Re: [RFC PATCH 0/5] Fun with the multipathing code

[Date Prev][Date Next][Thread Prev][Thread Next][Date Index][Thread Index]

 



On Fri, 2017-04-28 at 10:45 -0700, Chuck Lever wrote:
> > On Apr 28, 2017, at 10:25 AM, Trond Myklebust <trond.myklebust@prim
> > arydata.com> wrote:
> > 
> > In the spirit of experimentation, I've put together a set of
> > patches
> > that implement setting up multiple TCP connections to the server.
> > The connections all go to the same server IP address, so do not
> > provide support for multiple IP addresses (which I believe is
> > something Andy Adamson is working on).
> > 
> > The feature is only enabled for NFSv4.1 and NFSv4.2 for now; I
> > don't
> > feel comfortable subjecting NFSv3/v4 replay caches to this
> > treatment yet. It relies on the mount option "nconnect" to specify
> > the number of connections to st up. So you can do something like
> >  'mount -t nfs -overs=4.1,nconnect=8 foo:/bar /mnt'
> > to set up 8 TCP connections to server 'foo'.
> 
> IMO this setting should eventually be set dynamically by the
> client, or should be global (eg., a module parameter).
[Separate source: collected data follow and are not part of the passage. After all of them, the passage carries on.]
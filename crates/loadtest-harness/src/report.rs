//! Human-readable formatting of statistics reports.

use crate::metrics::{EndpointReport, StatsReport};
use comfy_table::{presets::UTF8_FULL, Cell, Color, Table};

const HEADER: [&str; 10] = [
    "Type", "Name", "Requests", "Fails", "Avg (ms)", "Min (ms)", "Max (ms)", "p50 (ms)", "p95 (ms)",
    "p99 (ms)",
];

/// Format a report as a table.
pub fn format_table(report: &StatsReport) -> String {
    let mut output = String::new();

    let mut table = Table::new();
    table.load_preset(UTF8_FULL);
    table.set_header(HEADER.to_vec());

    for entry in &report.entries {
        table.add_row(endpoint_row(entry, false));
    }
    table.add_row(endpoint_row(&report.total, true));

    output.push_str(&table.to_string());
    output.push_str(&format!(
        "\nDuration: {}  Throughput: {:.1} req/s  Failures: {:.2}%\n",
        format_elapsed(report.duration_secs()),
        report.total.requests_per_second,
        report.total.failure_ratio() * 100.0
    ));

    if !report.errors.is_empty() {
        output.push_str("\nErrors:\n");
        for error in &report.errors {
            output.push_str(&format!(
                "  {} x {} {}: {}\n",
                format_count(error.occurrences),
                error.request_type,
                error.name,
                error.error
            ));
        }
    }

    output
}

fn endpoint_row(entry: &EndpointReport, is_total: bool) -> Vec<Cell> {
    let name = if is_total {
        Cell::new(&entry.name).fg(Color::Cyan)
    } else {
        Cell::new(&entry.name)
    };
    let fails = if entry.num_failures > 0 {
        Cell::new(format_count(entry.num_failures)).fg(Color::Red)
    } else {
        Cell::new("0").fg(Color::Green)
    };

    vec![
        Cell::new(&entry.request_type),
        name,
        Cell::new(format_count(entry.num_requests)),
        fails,
        Cell::new(format_millis(entry.avg_response_time_ms)),
        Cell::new(format_millis(entry.min_response_time_ms)),
        Cell::new(format_millis(entry.max_response_time_ms)),
        Cell::new(format_millis(entry.p50_response_time_ms)),
        Cell::new(format_millis(entry.p95_response_time_ms)),
        Cell::new(format_millis(entry.p99_response_time_ms)),
    ]
}

/// Format a report as markdown.
pub fn format_markdown(report: &StatsReport) -> String {
    let mut output = String::new();

    output.push_str("# Load Test Results\n\n");
    output.push_str(&format!(
        "**Generated at:** {}\n\n",
        report.generated_at.format("%Y-%m-%d %H:%M:%S UTC")
    ));

    output.push_str("## Summary\n\n");
    output.push_str(&format!(
        "- **Duration:** {}\n",
        format_elapsed(report.duration_secs())
    ));
    output.push_str(&format!(
        "- **Total Requests:** {}\n",
        format_count(report.total.num_requests)
    ));
    output.push_str(&format!(
        "- **Failures:** {}\n",
        format_count(report.total.num_failures)
    ));
    output.push_str(&format!(
        "- **Throughput:** {:.1} req/sec\n\n",
        report.total.requests_per_second
    ));

    output.push_str("## Requests\n\n");
    output.push_str(&format!("| {} |\n", HEADER.join(" | ")));
    output.push_str(&format!("|{}\n", "---|".repeat(HEADER.len())));

    for entry in report.entries.iter().chain(std::iter::once(&report.total)) {
        output.push_str(&format!(
            "| {} | {} | {} | {} | {} | {} | {} | {} | {} | {} |\n",
            entry.request_type,
            entry.name,
            format_count(entry.num_requests),
            format_count(entry.num_failures),
            format_millis(entry.avg_response_time_ms),
            format_millis(entry.min_response_time_ms),
            format_millis(entry.max_response_time_ms),
            format_millis(entry.p50_response_time_ms),
            format_millis(entry.p95_response_time_ms),
            format_millis(entry.p99_response_time_ms),
        ));
    }

    if !report.errors.is_empty() {
        output.push_str("\n## Errors\n\n");
        for error in &report.errors {
            output.push_str(&format!(
                "- **{}** x `{}`\n",
                format_count(error.occurrences),
                error.error
            ));
        }
    }

    output
}

/// Run length: tenths of a second under a minute, whole seconds above.
fn format_elapsed(secs: f64) -> String {
    if secs < 60.0 {
        return format!("{:.1}s", secs.max(0.0));
    }
    let whole = secs.round() as u64;
    let (hours, mins, secs) = (whole / 3600, whole % 3600 / 60, whole % 60);
    if hours > 0 {
        format!("{hours}h {mins:02}m {secs:02}s")
    } else {
        format!("{mins}m {secs:02}s")
    }
}

/// Latency cell: more decimals for sub-10ms values, none past one second.
fn format_millis(ms: f64) -> String {
    if ms < 10.0 {
        format!("{ms:.2}")
    } else if ms < 1000.0 {
        format!("{ms:.1}")
    } else {
        format_count(ms.round() as u64)
    }
}

/// Count with comma-separated thousands.
fn format_count(n: u64) -> String {
    let digits = n.to_string();
    let head = digits.len() % 3;
    let mut groups: Vec<&str> = Vec::new();
    if head > 0 {
        groups.push(&digits[..head]);
    }
    groups.extend(
        digits.as_bytes()[head..]
            .chunks(3)
            .filter_map(|chunk| std::str::from_utf8(chunk).ok()),
    );
    groups.join(",")
}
There is an argument for making it a per-server value (which is what
this patchset does). It allows the admin a certain control to limit the
number of connections to specific servers that are need to serve larger
numbers of clients. However I'm open to counter arguments. I've no
strong opinions yet.

> Since mount points to the same server share the same transport,
> what happens if you specify a different "nconnect" setting on
> two mount points to the same server?

Currently, the first one wins.

> What will the client do if there are not enough resources
> (eg source ports) to create that many? Or is this an "up to N"
> kind of setting? I can imagine a big client having to reduce
> the number of connections to each server to help it scale in
> number of server connections.

There is an arbitrary (compile time) limit of 16. The use of the
SO_REUSEPORT socket option ensures that we should almost always be able
to satisfy that number of source ports, since they can be shared with
connections to other servers.

> Other storage protocols have a mechanism for determining how
> transport connections are provisioned: One connection per
> CPU core (or one CPU per NUMA node) on the client. This gives
> a clear way to decide which connection to use for each RPC,
> and guarantees the reply will arrive at the same compute
> domain that sent the call.

Can we perhaps lay out a case for which mechanisms are useful as far as
hardware is concerned? I understand the socket code is already
affinitised to CPU caches, so that one's easy. I'm less familiar with
the various features of the underlying offloaded NICs and how they tend
to react when you add/subtract TCP connections.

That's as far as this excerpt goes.